Un texte un peu « fourre-tout »
Initialement dédié à la problématique du renouvellement des générations en agriculture – formation, installation, transmission… –, la loi d’orientation agricole a été considérablement étoffée par le gouvernement pour répondre au mouvement de colère des agriculteurs qui s’était manifesté un peu partout en France, début 2024. Au point de devenir un peu « fourre-tout », ont estimé les parlementaires, tous bords politiques confondus.
Le texte prévoit notamment de modifier le Code rural et de la pêche maritime pour affirmer le caractère « d’intérêt général majeur » de l’agriculture, de la pêche et de l’aquaculture qui garantissent la souveraineté alimentaire de la France, ainsi qu’un principe de non-régression de la souveraineté alimentaire – susceptible d’être censuré par le Conseil constitutionnel – destiné à contrer le principe de non-régression environnementale inscrit dans la Charte de l’environnement.
Supprimé lors de l’examen du texte par le Sénat, l'objectif inscrit d’atteindre 21% des surfaces agricoles cultivées en bio en 2030 a été rétabli par les députés.

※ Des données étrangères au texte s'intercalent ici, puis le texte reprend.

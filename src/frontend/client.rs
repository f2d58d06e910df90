//! How a front-end reaches the authority.

use reqwest::StatusCode;
use serde::{de::DeserializeOwned, Serialize};
use std::time::Duration;

use crate::{
    authority::AuthorityHandle,
    error::GatewayError,
    protocol::{
        RelativeTopRequest, TopRequest, UpdateReply, ENDPOINT_RELATIVE_TOP, ENDPOINT_RESET,
        ENDPOINT_TOP, ENDPOINT_UPDATE,
    },
    record::Record,
    update::ScoreUpdate,
};

/// The authority as seen by a front-end: in the same process, or across the network.
#[derive(Clone, Debug)]
pub enum AuthorityClient {
    Local(AuthorityHandle),
    Remote(RemoteAuthority),
}

impl AuthorityClient {
    pub async fn update(&self, update: ScoreUpdate) -> Result<Record, GatewayError> {
        match self {
            AuthorityClient::Local(handle) => handle.update(update).await,
            AuthorityClient::Remote(remote) => remote.update(update).await,
        }
    }

    pub async fn top(&self, size: i64) -> Result<Vec<Record>, GatewayError> {
        match self {
            AuthorityClient::Local(handle) => handle.top(size).await,
            AuthorityClient::Remote(remote) => remote.top(size).await,
        }
    }

    pub async fn relative_top(&self, rank: i64, scope: i64) -> Result<Vec<Record>, GatewayError> {
        match self {
            AuthorityClient::Local(handle) => handle.relative_top(rank, scope).await,
            AuthorityClient::Remote(remote) => remote.relative_top(rank, scope).await,
        }
    }

    pub async fn reset(&self) -> Result<(), GatewayError> {
        match self {
            AuthorityClient::Local(handle) => handle.reset().await,
            AuthorityClient::Remote(remote) => remote.reset().await,
        }
    }
}

impl From<AuthorityHandle> for AuthorityClient {
    fn from(handle: AuthorityHandle) -> Self {
        AuthorityClient::Local(handle)
    }
}

impl From<RemoteAuthority> for AuthorityClient {
    fn from(remote: RemoteAuthority) -> Self {
        AuthorityClient::Remote(remote)
    }
}

/// RPC client for an authority in another process.
///
/// Every call is a blocking round trip bounded by the configured timeout.
#[derive(Clone, Debug)]
pub struct RemoteAuthority {
    http_client: reqwest::Client,
    base_url: String,
}

impl RemoteAuthority {
    pub fn new(base_url: impl Into<String>, timeout: Duration) -> Result<Self, GatewayError> {
        let http_client = reqwest::Client::builder().timeout(timeout).build()?;
        let base_url = base_url.into().trim_end_matches('/').to_owned();
        Ok(Self {
            http_client,
            base_url,
        })
    }

    pub fn base_url(&self) -> &str {
        &self.base_url
    }

    pub async fn update(&self, update: ScoreUpdate) -> Result<Record, GatewayError> {
        match self.call(ENDPOINT_UPDATE, &update).await? {
            UpdateReply::Applied { record } => Ok(record),
            UpdateReply::Rejected { error } => Err(GatewayError::Rejected(error)),
        }
    }

    pub async fn top(&self, size: i64) -> Result<Vec<Record>, GatewayError> {
        self.call(ENDPOINT_TOP, &TopRequest { size }).await
    }

    pub async fn relative_top(&self, rank: i64, scope: i64) -> Result<Vec<Record>, GatewayError> {
        self.call(ENDPOINT_RELATIVE_TOP, &RelativeTopRequest { rank, scope })
            .await
    }

    pub async fn reset(&self) -> Result<(), GatewayError> {
        let response = self
            .http_client
            .post(self.url(ENDPOINT_RESET))
            .send()
            .await?;
        match response.status() {
            StatusCode::NO_CONTENT | StatusCode::OK => Ok(()),
            StatusCode::FORBIDDEN => Err(GatewayError::ResetDisabled),
            status => Err(unexpected(ENDPOINT_RESET, status)),
        }
    }

    fn url(&self, endpoint: &str) -> String {
        format!("{}{}", self.base_url, endpoint)
    }

    async fn call<B, R>(&self, endpoint: &str, body: &B) -> Result<R, GatewayError>
    where
        B: Serialize + ?Sized,
        R: DeserializeOwned,
    {
        let response = self
            .http_client
            .post(self.url(endpoint))
            .json(body)
            .send()
            .await?;
        match response.status() {
            status if status.is_success() => Ok(response.json().await?),
            StatusCode::SERVICE_UNAVAILABLE => Err(GatewayError::Stopped),
            status => Err(unexpected(endpoint, status)),
        }
    }
}

fn unexpected(endpoint: &str, status: StatusCode) -> GatewayError {
    GatewayError::Protocol(format!("{endpoint} answered {status}"))
}

#[cfg(test)]
mod tests {
    use super::*;

    #[test]
    fn base_url_is_normalised() {
        let remote = RemoteAuthority::new("http://127.0.0.1:8004/", Duration::from_secs(1)).unwrap();
        assert_eq!(remote.base_url(), "http://127.0.0.1:8004");
        assert_eq!(remote.url(ENDPOINT_TOP), "http://127.0.0.1:8004/internal/top");
    }

    #[tokio::test]
    async fn unreachable_authority_is_a_transport_error() {
        let port = portpicker::pick_unused_port().expect("no free ports");
        let remote =
            RemoteAuthority::new(format!("http://127.0.0.1:{port}"), Duration::from_secs(2)).unwrap();
        assert!(matches!(
            remote.top(3).await,
            Err(GatewayError::Transport(_))
        ));
    }
}
#![deny(clippy::uninlined_format_args)]
#![deny(clippy::to_string_in_format_args)]

//! Live leaderboard: clients report integer scores and query the ranking by
//! absolute or relative position, with tied scores sharing one position.
//!
//! One authority task owns the only [`RankingEngine`]; any number of
//! stateless HTTP front-ends forward to it.

use rustc_hash::FxHashMap;

pub type FastHashMap<K, V> = FxHashMap<K, V>;

pub mod authority;
pub mod config;
pub mod engine;
pub mod error;
pub mod frontend;
pub mod node;
pub mod order_index;
pub mod protocol;
pub mod record;
pub mod update;

pub use authority::{spawn_authority, AuthorityHandle};
pub use engine::{RankWindow, RankingEngine};
pub use error::{GatewayError, UpdateError};
pub use order_index::{Bucket, OrderIndex, Seq};
pub use record::{ClientId, Record, RelativeDelta, Score, Sign};
pub use update::ScoreUpdate;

Parmi les dispositions relatives à la formation figure la création d’un « Bachelor Agro », diplôme national de niveau bac+3 dans les métiers de l’agriculture et de l’agroalimentaire. Pour faciliter les transmissions et les installations, un guichet départemental unique, piloté par les chambres d’agriculture, sera créé pour accompagner les agriculteurs qui souhaitent céder leur exploitation et ceux qui veulent s’installer – le réseau « France Services Agriculture ».
Recul sur la protection de l’environnement, le ZAN, les pesticides
Certaines dispositions viennent fortement alléger le régime des sanctions prévues pour atteintes à l'environnement, via la dépénalisation des faits non intentionnels, et le remplacement de la peine maximale de trois ans d’emprisonnement et 150 000 euros d’amende, prévue par le Code de l’environnement, par une sanction administrative avec une amende d’un montant maximal de 450 euros.

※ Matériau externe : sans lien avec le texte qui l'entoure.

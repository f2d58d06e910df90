//! Buckets of tied clients, ordered by score from highest to lowest.
//!
//! The buckets live in an arena-backed AVL tree keyed by score. Every node
//! also counts the buckets in its subtree, so the tree can jump to the k-th
//! highest score in `O(log n)`. A window of `k` buckets starting anywhere
//! therefore costs `O(log n + k)`.
//!
//! In-order traversal yields the *highest* score first: higher scores hang
//! to the left.
//!
//! Inside a bucket, members are keyed by the [`Seq`] stamp handed out when
//! they entered it. Iteration follows arrival order, and a member whose
//! stamp is known leaves a bucket of `k` ties in `O(log k)`.

use smallvec::SmallVec;
use std::{
    cmp::Ordering,
    collections::{btree_map, BTreeMap},
    iter::{Copied, FusedIterator},
};

use crate::record::{ClientId, Score};

/// Arrival stamp of a member inside its bucket. Earlier arrivals have lower stamps.
pub type Seq = u64;

type NodeId = usize;

const NIL: NodeId = NodeId::MAX;

/// Tied members in the order they entered the bucket.
#[derive(Clone, Debug, Default)]
pub struct Bucket {
    members: BTreeMap<Seq, ClientId>,
}

impl Bucket {
    #[inline]
    pub fn len(&self) -> usize {
        self.members.len()
    }

    #[inline]
    pub fn is_empty(&self) -> bool {
        self.members.is_empty()
    }

    /// Member ids, earliest arrival first.
    pub fn ids(&self) -> Copied<btree_map::Values<'_, Seq, ClientId>> {
        self.members.values().copied()
    }

    /// Whether `id` sits here under `seq`.
    #[inline]
    pub fn contains(&self, id: ClientId, seq: Seq) -> bool {
        self.members.get(&seq) == Some(&id)
    }

    pub(crate) fn entries(&self) -> btree_map::Iter<'_, Seq, ClientId> {
        self.members.iter()
    }
}

#[derive(Debug)]
struct Node {
    score: Score,
    bucket: Bucket,
    left: NodeId,
    right: NodeId,
    height: u8,
    /// Buckets in this subtree, this node included.
    size: usize,
}

#[derive(Debug)]
pub struct OrderIndex {
    nodes: Vec<Node>,
    free: Vec<NodeId>,
    root: NodeId,
    members: usize,
    next_seq: Seq,
}

impl Default for OrderIndex {
    fn default() -> Self {
        Self {
            nodes: Vec::new(),
            free: Vec::new(),
            root: NIL,
            members: 0,
            next_seq: 0,
        }
    }
}

/// Position of `a` relative to `b` in descending traversal order.
#[inline]
fn order(a: Score, b: Score) -> Ordering {
    b.cmp(&a)
}

impl OrderIndex {
    pub fn new() -> Self {
        Self::default()
    }

    /// Number of distinct scores currently held.
    #[inline]
    pub fn bucket_count(&self) -> usize {
        self.size(self.root)
    }

    /// Number of members across all buckets.
    #[inline]
    pub fn len(&self) -> usize {
        self.members
    }

    #[inline]
    pub fn is_empty(&self) -> bool {
        self.root == NIL
    }

    pub fn bucket(&self, score: Score) -> Option<&Bucket> {
        match self.find(score) {
            NIL => None,
            t => Some(&self.node(t).bucket),
        }
    }

    /// Appends `id` to the bucket for `score`, creating the bucket if needed.
    /// Returns the stamp needed to take it out again.
    pub fn insert(&mut self, id: ClientId, score: Score) -> Seq {
        let seq = self.next_seq;
        self.next_seq += 1;
        match self.find(score) {
            NIL => {
                let node = self.alloc(score);
                self.node_mut(node).bucket.members.insert(seq, id);
                self.root = self.attach(self.root, node);
            }
            t => {
                self.node_mut(t).bucket.members.insert(seq, id);
            }
        }
        self.members += 1;
        seq
    }

    /// Removes `id`, stamped `seq`, from the bucket for `score`, dropping the
    /// bucket once it is empty. Returns `false` if it was not there.
    pub fn remove(&mut self, id: ClientId, score: Score, seq: Seq) -> bool {
        let t = self.find(score);
        if t == NIL {
            return false;
        }
        let bucket = &mut self.node_mut(t).bucket;
        if !bucket.contains(id, seq) {
            return false;
        }
        bucket.members.remove(&seq);
        let emptied = bucket.is_empty();
        self.members -= 1;
        if emptied {
            self.root = self.detach(self.root, score);
        }
        true
    }

    /// Moves `id` from the `old` bucket to the back of the `new` one and
    /// returns its new stamp.
    ///
    /// Nothing changes unless `id` is found under `old` with stamp `seq`, so a
    /// member can never end up in zero or two buckets. Moving to the same
    /// score keeps the member where it is.
    pub fn rebucket(&mut self, id: ClientId, seq: Seq, old: Score, new: Score) -> Option<Seq> {
        if old == new {
            return self
                .bucket(old)
                .filter(|bucket| bucket.contains(id, seq))
                .map(|_| seq);
        }
        if !self.remove(id, old, seq) {
            return None;
        }
        Some(self.insert(id, new))
    }

    pub fn clear(&mut self) {
        self.nodes.clear();
        self.free.clear();
        self.root = NIL;
        self.members = 0;
        self.next_seq = 0;
    }

    /// All buckets, highest score first. Each call starts a fresh pass.
    pub fn buckets_descending(&self) -> BucketsDescending<'_> {
        self.buckets_range(0, self.bucket_count())
    }

    /// The `n` highest buckets, or all of them if there are fewer.
    pub fn n_largest_buckets(&self, n: usize) -> BucketsDescending<'_> {
        self.buckets_range(0, n)
    }

    /// Up to `len` buckets, skipping the `skip` highest ones.
    pub fn buckets_range(&self, skip: usize, len: usize) -> BucketsDescending<'_> {
        let total = self.bucket_count();
        if skip >= total || len == 0 {
            return BucketsDescending {
                index: self,
                stack: SmallVec::new(),
                remaining: 0,
            };
        }
        // Walk down to the bucket at position `skip`, keeping every ancestor
        // that still has to be visited after it.
        let mut stack = SmallVec::new();
        let mut t = self.root;
        let mut k = skip;
        while t != NIL {
            let left_size = self.size(self.node(t).left);
            match k.cmp(&left_size) {
                Ordering::Less => {
                    stack.push(t);
                    t = self.node(t).left;
                }
                Ordering::Equal => {
                    stack.push(t);
                    break;
                }
                Ordering::Greater => {
                    k -= left_size + 1;
                    t = self.node(t).right;
                }
            }
        }
        BucketsDescending {
            index: self,
            stack,
            remaining: len.min(total - skip),
        }
    }

    #[inline]
    fn node(&self, t: NodeId) -> &Node {
        &self.nodes[t]
    }

    #[inline]
    fn node_mut(&mut self, t: NodeId) -> &mut Node {
        &mut self.nodes[t]
    }

    #[inline]
    fn size(&self, t: NodeId) -> usize {
        if t == NIL {
            0
        } else {
            self.node(t).size
        }
    }

    #[inline]
    fn height(&self, t: NodeId) -> i32 {
        if t == NIL {
            0
        } else {
            i32::from(self.node(t).height)
        }
    }

    fn find(&self, score: Score) -> NodeId {
        let mut t = self.root;
        while t != NIL {
            let node = self.node(t);
            t = match order(score, node.score) {
                Ordering::Less => node.left,
                Ordering::Greater => node.right,
                Ordering::Equal => return t,
            };
        }
        NIL
    }

    fn alloc(&mut self, score: Score) -> NodeId {
        let node = Node {
            score,
            bucket: Bucket::default(),
            left: NIL,
            right: NIL,
            height: 1,
            size: 1,
        };
        if let Some(t) = self.free.pop() {
            *self.node_mut(t) = node;
            t
        } else {
            self.nodes.push(node);
            self.nodes.len() - 1
        }
    }

    fn release(&mut self, t: NodeId) {
        let node = self.node_mut(t);
        node.bucket = Bucket::default();
        node.left = NIL;
        node.right = NIL;
        self.free.push(t);
    }

    fn attach(&mut self, t: NodeId, new: NodeId) -> NodeId {
        if t == NIL {
            return new;
        }
        match order(self.node(new).score, self.node(t).score) {
            Ordering::Less => {
                let left = self.attach(self.node(t).left, new);
                self.node_mut(t).left = left;
            }
            Ordering::Greater => {
                let right = self.attach(self.node(t).right, new);
                self.node_mut(t).right = right;
            }
            Ordering::Equal => unreachable!("bucket for score already exists"),
        }
        self.rebalance(t)
    }

    fn detach(&mut self, t: NodeId, score: Score) -> NodeId {
        if t == NIL {
            return NIL;
        }
        match order(score, self.node(t).score) {
            Ordering::Less => {
                let left = self.detach(self.node(t).left, score);
                self.node_mut(t).left = left;
            }
            Ordering::Greater => {
                let right = self.detach(self.node(t).right, score);
                self.node_mut(t).right = right;
            }
            Ordering::Equal => {
                let (left, right) = (self.node(t).left, self.node(t).right);
                self.release(t);
                if left == NIL {
                    return right;
                }
                if right == NIL {
                    return left;
                }
                let (rest, successor) = self.take_first(right);
                let node = self.node_mut(successor);
                node.left = left;
                node.right = rest;
                return self.rebalance(successor);
            }
        }
        self.rebalance(t)
    }

    /// Unlinks the first node in traversal order; returns `(remaining subtree, unlinked node)`.
    fn take_first(&mut self, t: NodeId) -> (NodeId, NodeId) {
        let left = self.node(t).left;
        if left == NIL {
            let right = self.node(t).right;
            self.node_mut(t).right = NIL;
            return (right, t);
        }
        let (rest, first) = self.take_first(left);
        self.node_mut(t).left = rest;
        (self.rebalance(t), first)
    }

    fn fix(&mut self, t: NodeId) {
        let (left, right) = (self.node(t).left, self.node(t).right);
        let height = 1 + self.height(left).max(self.height(right));
        let size = 1 + self.size(left) + self.size(right);
        let node = self.node_mut(t);
        node.height = height as u8;
        node.size = size;
    }

    #[inline]
    fn balance(&self, t: NodeId) -> i32 {
        self.height(self.node(t).left) - self.height(self.node(t).right)
    }

    fn rebalance(&mut self, t: NodeId) -> NodeId {
        self.fix(t);
        let balance = self.balance(t);
        if balance > 1 {
            let left = self.node(t).left;
            if self.balance(left) < 0 {
                let rotated = self.rotate_left(left);
                self.node_mut(t).left = rotated;
            }
            return self.rotate_right(t);
        }
        if balance < -1 {
            let right = self.node(t).right;
            if self.balance(right) > 0 {
                let rotated = self.rotate_right(right);
                self.node_mut(t).right = rotated;
            }
            return self.rotate_left(t);
        }
        t
    }

    fn rotate_right(&mut self, t: NodeId) -> NodeId {
        let pivot = self.node(t).left;
        let inner = self.node(pivot).right;
        self.node_mut(t).left = inner;
        self.node_mut(pivot).right = t;
        self.fix(t);
        self.fix(pivot);
        pivot
    }

    fn rotate_left(&mut self, t: NodeId) -> NodeId {
        let pivot = self.node(t).right;
        let inner = self.node(pivot).left;
        self.node_mut(t).right = inner;
        self.node_mut(pivot).left = t;
        self.fix(t);
        self.fix(pivot);
        pivot
    }

    /// Panics if ordering, balance, subtree counts or bucket bookkeeping are off.
    pub(crate) fn assert_invariants(&self) {
        let mut members = 0usize;
        let (_, size) = self.check_subtree(self.root, None, None, &mut members);
        assert_eq!(size, self.bucket_count());
        assert_eq!(members, self.members, "member count drifted");
        assert_eq!(
            self.nodes.len() - self.free.len(),
            size,
            "arena leaked nodes"
        );
    }

    fn check_subtree(
        &self,
        t: NodeId,
        above: Option<Score>,
        below: Option<Score>,
        members: &mut usize,
    ) -> (i32, usize) {
        if t == NIL {
            return (0, 0);
        }
        let node = self.node(t);
        if let Some(upper) = above {
            assert!(node.score < upper, "score {} out of order", node.score);
        }
        if let Some(lower) = below {
            assert!(node.score > lower, "score {} out of order", node.score);
        }
        assert!(!node.bucket.is_empty(), "empty bucket for {}", node.score);
        *members += node.bucket.len();
        let (lh, ls) = self.check_subtree(node.left, above, Some(node.score), members);
        let (rh, rs) = self.check_subtree(node.right, Some(node.score), below, members);
        assert!((lh - rh).abs() <= 1, "unbalanced at {}", node.score);
        assert_eq!(i32::from(node.height), 1 + lh.max(rh));
        assert_eq!(node.size, 1 + ls + rs);
        (1 + lh.max(rh), 1 + ls + rs)
    }
}

/// Lazy walk over buckets, highest score first. Yields `(score, bucket)`.
#[derive(Clone, Debug)]
pub struct BucketsDescending<'a> {
    index: &'a OrderIndex,
    stack: SmallVec<[NodeId; 32]>,
    remaining: usize,
}

impl<'a> Iterator for BucketsDescending<'a> {
    type Item = (Score, &'a Bucket);

    fn next(&mut self) -> Option<Self::Item> {
        if self.remaining == 0 {
            return None;
        }
        let t = self.stack.pop()?;
        self.remaining -= 1;
        let index = self.index;
        let node = index.node(t);
        let mut next = node.right;
        while next != NIL {
            self.stack.push(next);
            next = index.node(next).left;
        }
        Some((node.score, &node.bucket))
    }

    fn size_hint(&self) -> (usize, Option<usize>) {
        (self.remaining, Some(self.remaining))
    }
}

impl ExactSizeIterator for BucketsDescending<'_> {}

impl FusedIterator for BucketsDescending<'_> {}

Le texte, qui accorde aux départements de plus grandes facultés d’intervention en matière de gestion de l’eau, contient également des mesures visant accélérer le traitement des contentieux portant sur des projets de retenues d'eau ou des installations d’élevage. Il vient aussi alléger les règles applicables à la gestion des haies ou aux chiens de protection de troupeaux, par exemple, et exclut les bâtiments nécessaires à l’activité agricole de l’objectif du zéro artificialisation net (ZAN). Il prévoit également que le gouvernement doit s’abstenir d’interdire les pesticides « sans solutions économiquement viables et techniquement efficaces ».

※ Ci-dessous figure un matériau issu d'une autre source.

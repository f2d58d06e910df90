//! Authority RPC protocol.
//!
//! Endpoints and payloads exchanged between front-ends and the authority.
//! Everything travels as JSON over HTTP; records keep the public
//! `{"user", "total"}` shape.

use serde::{Deserialize, Serialize};

use crate::{error::UpdateError, record::Record};

// --- API Endpoints ---

/// Apply a `ScoreUpdate`. Body: the update; reply: [`UpdateReply`].
pub const ENDPOINT_UPDATE: &str = "/internal/update";
/// Absolute top. Body: [`TopRequest`]; reply: list of records.
pub const ENDPOINT_TOP: &str = "/internal/top";
/// Window around a rank. Body: [`RelativeTopRequest`]; reply: list of records.
pub const ENDPOINT_RELATIVE_TOP: &str = "/internal/relative_top";
/// Drop every client. `204` on success, `403` when the authority forbids it.
pub const ENDPOINT_RESET: &str = "/internal/reset";

// --- Data Transfer Objects ---

#[derive(Debug, Clone, Copy, PartialEq, Eq, Serialize, Deserialize)]
pub struct TopRequest {
    pub size: i64,
}

#[derive(Debug, Clone, Copy, PartialEq, Eq, Serialize, Deserialize)]
pub struct RelativeTopRequest {
    pub rank: i64,
    pub scope: i64,
}

/// Outcome of an update. A refusal is a normal answer, not a transport failure.
#[derive(Debug, Clone, PartialEq, Eq, Serialize, Deserialize)]
#[serde(tag = "status", rename_all = "snake_case")]
pub enum UpdateReply {
    Applied { record: Record },
    Rejected { error: UpdateError },
}

/// Error body returned by the public HTTP API.
#[derive(Debug, Clone, PartialEq, Eq, Serialize, Deserialize)]
pub struct ErrorBody {
    pub error: String,
    pub kind: String,
}

impl ErrorBody {
    pub fn new(error: impl Into<String>, kind: impl Into<String>) -> Self {
        Self {
            error: error.into(),
            kind: kind.into(),
        }
    }
}

impl From<&UpdateError> for ErrorBody {
    fn from(err: &UpdateError) -> Self {
        Self::new(err.to_string(), err.kind())
    }
}
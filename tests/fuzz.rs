use quickcheck::quickcheck;
use scoreboard::{Record, RankingEngine};
use serde_json::json;
use std::collections::HashMap;

/// Naive ranking: sort everything on every query.
#[derive(Default)]
struct Model {
    // user -> (score, moment it entered its current bucket)
    clients: HashMap<i64, (i64, u64)>,
    tick: u64,
}

impl Model {
    fn set(&mut self, user: i64, score: i64) {
        if self.clients.get(&user).map(|&(s, _)| s) != Some(score) {
            self.tick += 1;
            self.clients.insert(user, (score, self.tick));
        }
    }

    fn add(&mut self, user: i64, delta: i64) {
        let current = self.clients.get(&user).map_or(0, |&(s, _)| s);
        self.set(user, current + delta);
    }

    fn positions(&self) -> Vec<Vec<i64>> {
        let mut entries: Vec<_> = self
            .clients
            .iter()
            .map(|(&user, &(score, tick))| (score, tick, user))
            .collect();
        entries.sort_by(|a, b| b.0.cmp(&a.0).then(a.1.cmp(&b.1)));
        let mut positions: Vec<Vec<i64>> = Vec::new();
        let mut last_score = None;
        for (score, _, user) in entries {
            if last_score == Some(score) {
                positions.last_mut().unwrap().push(user);
            } else {
                positions.push(vec![user]);
                last_score = Some(score);
            }
        }
        positions
    }

    fn top(&self, size: i64) -> Vec<i64> {
        let take = usize::try_from(size.max(0)).unwrap();
        self.positions().into_iter().take(take).flatten().collect()
    }

    fn relative_top(&self, rank: i64, scope: i64) -> Vec<i64> {
        if rank < 1 || scope < 0 {
            return Vec::new();
        }
        let positions = self.positions();
        let first = (rank - scope).max(1) as usize;
        let last = ((rank + scope) as usize).min(positions.len());
        if first > last {
            return Vec::new();
        }
        positions[first - 1..last].iter().flatten().copied().collect()
    }
}

fn ids(records: Vec<Record>) -> Vec<i64> {
    records.iter().map(Record::id).collect()
}

quickcheck! {
    fn engine_matches_naive_model(ops: Vec<(u8, u8, i8)>) -> bool {
        let mut engine = RankingEngine::new();
        let mut model = Model::default();
        for (kind, a, b) in ops {
            let user = i64::from(a % 16);
            let value = i64::from(b);
            match kind % 4 {
                0 => {
                    engine.update_message(&json!({"user": user, "total": value})).unwrap();
                    model.set(user, value);
                }
                1 => {
                    let delta = format!("{value:+}");
                    engine.update_message(&json!({"user": user, "score": delta})).unwrap();
                    model.add(user, value);
                }
                2 => {
                    let size = value % 8;
                    assert_eq!(ids(engine.top(size)), model.top(size));
                }
                _ => {
                    let rank = i64::from(a % 10) - 1;
                    let scope = value % 4;
                    assert_eq!(
                        ids(engine.relative_top(rank, scope)),
                        model.relative_top(rank, scope)
                    );
                }
            }
        }
        engine.assert_consistent();
        assert_eq!(engine.bucket_count(), model.positions().len());
        true
    }

    fn rejected_reports_never_change_state(scores: Vec<(u8, i8)>, junk: Vec<String>) -> bool {
        let mut engine = RankingEngine::new();
        for (user, total) in &scores {
            engine
                .update_message(&json!({"user": i64::from(*user), "total": i64::from(*total)}))
                .unwrap();
        }
        let before = ids(engine.top(i64::MAX));
        for text in junk {
            let valid = text.len() > 1
                && (text.starts_with('+') || text.starts_with('-'))
                && text[1..].bytes().all(|c| c.is_ascii_digit());
            if valid {
                continue;
            }
            assert!(engine.update_message(&json!({"user": 0, "score": text})).is_err());
        }
        ids(engine.top(i64::MAX)) == before
    }

    fn unique_maximum_is_alone_on_top(totals: Vec<i16>) -> bool {
        let mut engine = RankingEngine::new();
        for (user, total) in (1..).zip(&totals) {
            engine
                .update_message(&json!({"user": user, "total": i64::from(*total)}))
                .unwrap();
        }
        let champion = totals.len() as i64 + 1;
        let best = totals.iter().copied().max().map_or(0, i64::from) + 1;
        engine
            .update_message(&json!({"user": champion, "total": best}))
            .unwrap();
        ids(engine.top(1)) == vec![champion]
    }
}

Des « renoncements graves » et des « lendemains sombres »
Reculs sur le plan environnemental, promotion d’un modèle productiviste sans prise en compte des enjeux de transition écologique… La droite sénatoriale, qui a largement remanié le texte, a fait face à des critiques virulentes de la part des parlementaires de gauche. « Ce texte comporte des renoncements graves sur le plan environnemental », « nous nous apprêtons à voter une loi (…) qui coupe à la tronçonneuse des protections environnementales durement acquises au fil des années », a dénoncé la députée LFI, Aurélie Trouvé, lors du vote sur le texte issu de la commission mixte paritaire. Le sénateur Yannick Jadot, (groupe Ecologiste, solidarité et territoires) a reconnu la victoire « totale » de la majorité sénatoriale, « Mais la fête risque d’être courte et les lendemains sombres », a-t-il lancé, lors du vote définitif au Sénat. Car cette victoire se fait pour lui « au détriment de la majorité des agricultrices et des agriculteurs qui expriment chaque jour leur colère et le mal-être qu’ils vivent face à la précarité de revenus trop souvent indignes, face à l’isolement et à l’épuisement, face à une bureaucratie parfois absurde, face à une nature et un climat aujourd’hui malades ».